There was a moment of stillness, as though if she did not move, the voice would not see her. Eventually, though, her mother slid off to the side. Even still, Ida remained there in the grass. She kept her fingers locked over her head and her face in the ground. Perhaps it was fear. Perhaps embarrassment.


“Stay right there,” the voice commanded, closer now, and Ida wasn’t sure who it was talking to. All she knew was that now and without explanation, someone was bringing her to her feet and leading her away. She dare not look back.


It was then that Ida noticed the badge. The gun. The police uniform. All she could do was keep walking. 


She remembered they stopped in front of Adeline’s house, that they stepped through the door. She remembered confusion. Relief. She remembered the police officer that saved her looking painfully at her. She remembered a moment of recognition before he removed the opal pendant from around his neck and at once he began to change. His physical form, in a flash of debilitating light, deflated and contorted. She blinked into the blinding light that was like the first light of the morning, and when she could see again, there stood Adeline. 


Ida mouthed silent, incoherent words, but Adeline put a finger to her lips. 


“You are safe now. You don’t have to run anymore. Live here with me, Ida.”


“But you just-“


“I can keep us safe with this,” she frantically held up the opal pendant and slipped it around her neck. She morphed into who Ida had always known to be Adeline’s mother. Before her eyes, Adeline became a police officer, a mother, and finally a dog yipping at her feet.


“I can be anything. Anything, Ida. I can keep us safe here. Together.” Adeline was herself again, clasping both her hands tightly, desperate eyes raking over Ida. “You don’t ever have to go back to that woman.”


“Adeline, I- I’m confused. Is this a dream?”


Adeline’s face conflated into a relieved smile and she laughed. “No, no. You’re not dreaming. This is real and you’re free now. We can do anything. Go anywhere.”


Ida remembered being twelve, dancing in the rain, hands bound as if by glue, jumping up and down, turning their faces to the sky. She remembered Adeline’s gentle fingers rubbing tears from her eyes, her telling Ida it will all be okay. In time, it will all be okay. She remembered the way Adeline told stories, fragmented but filled with enthusiasm. She remembered joy. 


That faint, high-pitched ringing began in Ida’s ear again. Slower now. Deliberate. It called to her. Stay, stay, stay. But logic and reason roared louder in her other ear. 


“I… I can’t stay with you. I can’t just… it just doesn’t work like that,” Ida rasped, eyebrows furrowed into an expression of shame, her gaze drifting to her feet.


Adeline’s face fell. Tears bubbled along her waterline. She waited for a moment, but Ida said nothing.

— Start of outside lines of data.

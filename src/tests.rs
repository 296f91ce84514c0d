#[cfg(test)]
mod tests {
    use crate::*;

    #[test]
    fn power_is_right_associative() {
        let mut env = Environment::new();
        let (v, _) = eval("2**3**2", &mut env).unwrap();
        assert_eq!(v, 512.0);
    }

    #[test]
    fn parens_override_right_associativity() {
        let mut env = Environment::new();
        let (v, _) = eval("(2**3)**2", &mut env).unwrap();
        assert_eq!(v, 64.0);
    }

    /// An oracle whose `call_function` panics if ever invoked, used to prove
    /// short-circuit operators never evaluate their right-hand side.
    struct CrashIfCalled(Environment);

    impl Oracle for CrashIfCalled {
        fn lookup(&mut self, text: &str, pos: usize) -> LookupResult {
            self.0.lookup(text, pos)
        }
        fn value(&mut self, lv: &LValue, ctx: &mut OracleCtx) -> Result<(f64, Domain), ArithError> {
            self.0.value(lv, ctx)
        }
        fn assign(&mut self, lv: &LValue, ctx: &mut OracleCtx, value: f64) -> Result<f64, ArithError> {
            self.0.assign(lv, ctx, value)
        }
        fn call_function(&mut self, _func: FuncId, _kind: FuncKind, _args: &[f64]) -> Result<(f64, Domain), ArithError> {
            panic!("short-circuit evaluated its right-hand side")
        }
    }

    #[test]
    fn and_and_short_circuits_before_calling_the_oracle() {
        let mut env = CrashIfCalled(Environment::new());
        let (v, d) = eval("0 && pow(2,10)", &mut env).unwrap();
        assert_eq!(v, 0.0);
        assert_eq!(d, Domain::Signed);
    }

    #[test]
    fn or_or_short_circuits_before_calling_the_oracle() {
        let mut env = CrashIfCalled(Environment::new());
        let (v, d) = eval("1 || pow(2,10)", &mut env).unwrap();
        assert_eq!(v, 1.0);
        assert_eq!(d, Domain::Signed);
    }

    #[test]
    fn compound_assignment_then_plain_reference_sees_updated_value() {
        let mut env = Environment::new();
        let (v, _) = eval("a=5, a+=3, a*2", &mut env).unwrap();
        assert_eq!(v, 16.0);
        assert_eq!(env.get_var("a"), Some(8.0));
    }

    /// An oracle that counts how many times a given cell is read, to prove
    /// the ternary condition is evaluated exactly once.
    struct CountingReads {
        inner: Environment,
        reads_of: u32,
        count: u32,
    }

    impl Oracle for CountingReads {
        fn lookup(&mut self, text: &str, pos: usize) -> LookupResult {
            self.inner.lookup(text, pos)
        }
        fn value(&mut self, lv: &LValue, ctx: &mut OracleCtx) -> Result<(f64, Domain), ArithError> {
            if lv.cell.0 == self.reads_of {
                self.count += 1;
            }
            self.inner.value(lv, ctx)
        }
        fn assign(&mut self, lv: &LValue, ctx: &mut OracleCtx, value: f64) -> Result<f64, ArithError> {
            self.inner.assign(lv, ctx, value)
        }
        fn call_function(&mut self, func: FuncId, kind: FuncKind, args: &[f64]) -> Result<(f64, Domain), ArithError> {
            self.inner.call_function(func, kind, args)
        }
    }

    #[test]
    fn ternary_condition_is_fetched_exactly_once() {
        let mut inner = Environment::new();
        inner.set_var("x", 0.0, Domain::Signed);
        let x_id = 0; // first variable allocated below
        let mut env = CountingReads { inner, reads_of: x_id, count: 0 };
        let (v, _) = eval("x?10:20", &mut env).unwrap();
        assert_eq!(v, 20.0);
        assert_eq!(env.count, 1);
    }

    #[test]
    fn relational_chain_with_and_and_produces_signed_one() {
        let mut env = Environment::new();
        let (v, d) = eval("1<2 && 3<4", &mut env).unwrap();
        assert_eq!(v, 1.0);
        assert_eq!(d, Domain::Signed);
    }

    #[test]
    fn pow_call_returns_float_domain() {
        let mut env = Environment::new();
        let (v, d) = eval("pow(2,10)", &mut env).unwrap();
        assert_eq!(v, 1024.0);
        assert_eq!(d, Domain::Float);
    }

    #[test]
    fn integer_division_by_zero_errors() {
        let mut env = Environment::new();
        assert_eq!(eval("1/0", &mut env), Err(ArithError::DivZero));
    }

    #[test]
    fn integer_modulo_by_zero_errors() {
        let mut env = Environment::new();
        assert_eq!(eval("1%0", &mut env), Err(ArithError::DivZero));
    }

    #[test]
    fn float_division_by_zero_errors() {
        let mut env = Environment::new();
        assert_eq!(eval("1.0/0", &mut env), Err(ArithError::DivZero));
    }

    #[test]
    fn modulo_on_float_operands_is_incompatible() {
        let mut env = Environment::new();
        assert_eq!(eval("1.5%2", &mut env), Err(ArithError::Incompatible));
    }

    #[test]
    fn compiling_the_same_text_twice_is_idempotent() {
        let mut env = Environment::new();
        let a = compile("1+2*3-4/2", &mut env).unwrap();
        let b = compile("1+2*3-4/2", &mut env).unwrap();
        assert_eq!(a.code(), b.code());
        assert_eq!(a.max_stack_depth, b.max_stack_depth);
    }

    #[test]
    fn postfix_increment_yields_the_pre_increment_value() {
        let mut env = Environment::new();
        env.set_var("i", 5.0, Domain::Signed);
        let (v, _) = eval("i++", &mut env).unwrap();
        assert_eq!(v, 5.0);
        assert_eq!(env.get_var("i"), Some(6.0));
    }

    #[test]
    fn prefix_increment_yields_the_post_increment_value() {
        let mut env = Environment::new();
        env.set_var("i", 5.0, Domain::Signed);
        let (v, _) = eval("++i", &mut env).unwrap();
        assert_eq!(v, 6.0);
        assert_eq!(env.get_var("i"), Some(6.0));
    }

    #[test]
    fn postfix_increment_retags_a_value_too_large_for_signed() {
        let mut env = Environment::new();
        let huge = (i64::MAX as f64) + 1.0;
        env.set_var("u", huge, Domain::Signed);
        let (v, d) = eval("u++", &mut env).unwrap();
        assert_eq!(v, huge);
        assert_eq!(d, Domain::Unsigned);
        assert_eq!(env.get_var("u"), Some(huge + 1.0));
    }

    #[test]
    fn elvis_keeps_the_truthy_left_value_without_canonicalizing() {
        let mut env = Environment::new();
        env.set_var("a", 7.0, Domain::Signed);
        let (v, _) = eval("a?:99", &mut env).unwrap();
        assert_eq!(v, 7.0);
    }

    #[test]
    fn elvis_falls_through_to_the_right_side_when_falsy() {
        let mut env = Environment::new();
        env.set_var("a", 0.0, Domain::Signed);
        let (v, _) = eval("a?:99", &mut env).unwrap();
        assert_eq!(v, 99.0);
    }

    #[test]
    fn deeply_nested_parens_and_ternaries_compile_and_run() {
        let mut env = Environment::new();
        let (v, _) = eval("((1?2:3)+(4?5:6))*((7?8:9)-(0?1:2))", &mut env).unwrap();
        assert_eq!(v, (2.0 + 5.0) * (8.0 - 2.0));
    }

    #[test]
    fn a_variable_assigned_before_strict_mode_reads_fine_under_it() {
        let mut env = Environment::new();
        env.set_strict_unset(true);
        env.set_var("known", 1.0, Domain::Signed);
        assert_eq!(eval("known", &mut env), Ok((1.0, Domain::Signed)));
    }

    /// A small recursive grammar over the binary/ternary operators plus a
    /// handful of named variables and small integer literals, used to fuzz
    /// compile/execute against structural invariants rather than a specific
    /// expected value.
    fn arb_expr() -> impl proptest::strategy::Strategy<Value = String> {
        use proptest::prelude::*;
        let leaf = prop_oneof![
            (0i64..100).prop_map(|n| n.to_string()),
            Just("a".to_string()),
            Just("b".to_string()),
            Just("c".to_string()),
        ];
        leaf.prop_recursive(4, 64, 4, |inner| {
            prop_oneof![
                (inner.clone(), inner.clone()).prop_map(|(l, r)| format!("({l}+{r})")),
                (inner.clone(), inner.clone()).prop_map(|(l, r)| format!("({l}-{r})")),
                (inner.clone(), inner.clone()).prop_map(|(l, r)| format!("({l}*{r})")),
                (inner.clone(), inner.clone()).prop_map(|(l, r)| format!("({l}<{r})")),
                (inner.clone(), inner.clone()).prop_map(|(l, r)| format!("({l}&&{r})")),
                (inner.clone(), inner.clone()).prop_map(|(l, r)| format!("({l}||{r})")),
                (inner.clone(), inner.clone(), inner.clone()).prop_map(|(c, t, f)| format!("({c}?{t}:{f})")),
            ]
        })
    }

    proptest::proptest! {
        #[test]
        fn arbitrary_well_formed_expressions_compile_and_run_without_violating_invariants(expr in arb_expr()) {
            let mut env = Environment::new();
            env.set_var("a", 3.0, Domain::Signed);
            env.set_var("b", 5.0, Domain::Signed);
            env.set_var("c", 0.0, Domain::Signed);
            let prog = compile(&expr, &mut env).unwrap();
            crate::program::assert_jumps_well_formed(&prog);
            let _ = execute(&prog, &mut env);
        }
    }

    proptest::proptest! {
        #[test]
        fn assignop1_and_assignop_stay_matched_across_compound_assignments(
            start in -1000i64..1000,
            delta in -1000i64..1000,
        ) {
            let mut env = Environment::new();
            env.set_var("v", start as f64, Domain::Signed);
            let expr = format!("v+={delta}");
            let (result, _) = eval(&expr, &mut env).unwrap();
            proptest::prop_assert_eq!(result, (start + delta) as f64);
            proptest::prop_assert_eq!(env.get_var("v"), Some((start + delta) as f64));
        }
    }
}
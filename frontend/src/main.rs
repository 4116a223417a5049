use leptos::prelude::*;
use robtor_frontend::App;

// Use lol_alloc as the global allocator for smaller WASM size
#[cfg(target_arch = "wasm32")]
use lol_alloc::{AssumeSingleThreaded, FreeListAllocator};

#[cfg(target_arch = "wasm32")]
#[global_allocator]
static ALLOCATOR: AssumeSingleThreaded<FreeListAllocator> =
    unsafe { AssumeSingleThreaded::new(FreeListAllocator::new()) };

pub fn main() {
    console_error_panic_hook::set_once();
    tracing_wasm::set_as_global_default();
    tracing::info!("Robtor frontend starting");
    mount_to_body(App);
}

“Fine,” she croaked, then continued on louder still, “Fine. Leave! Just leave like everyone else does!”


“Adeline…” Ida started, but before she could get another word out, Adeline was pushing her out the front entrance and slamming the door in her face. 


She then remembered silence. She remembered feeling hollow, a deafening emptiness. Sitting there on the front porch, sobbing. Silence. Sobbing. Silence. She remembered banging on the door, calling out Adeline’s name. Silence. One day went by. Two, then three. Banging. Sobbing. Silence. 


Eventually, in an act of desperation, she broke in through the window, but it was like no one had ever lived there. All the furniture along with any and every trace of human life had vanished as if into thin air. 


Adeline and her opal pendant were gone.


***


When Ida blinked away the memory and, with it, the tears glossing over her eyes, the pendant from the side table was already in her hand, a thumb lightly tracing its smooth face. Instinctively, she turned it over in her fingers. 


There, in faded marker, were the initials ‘A.S.’


She gasped sharply, bringing a hand to her mouth and letting the pendant clatter to the floor at her feet. She staggered to the ground and sat there for a long while, staring in disbelief at the thing discarded some ways in front of her.  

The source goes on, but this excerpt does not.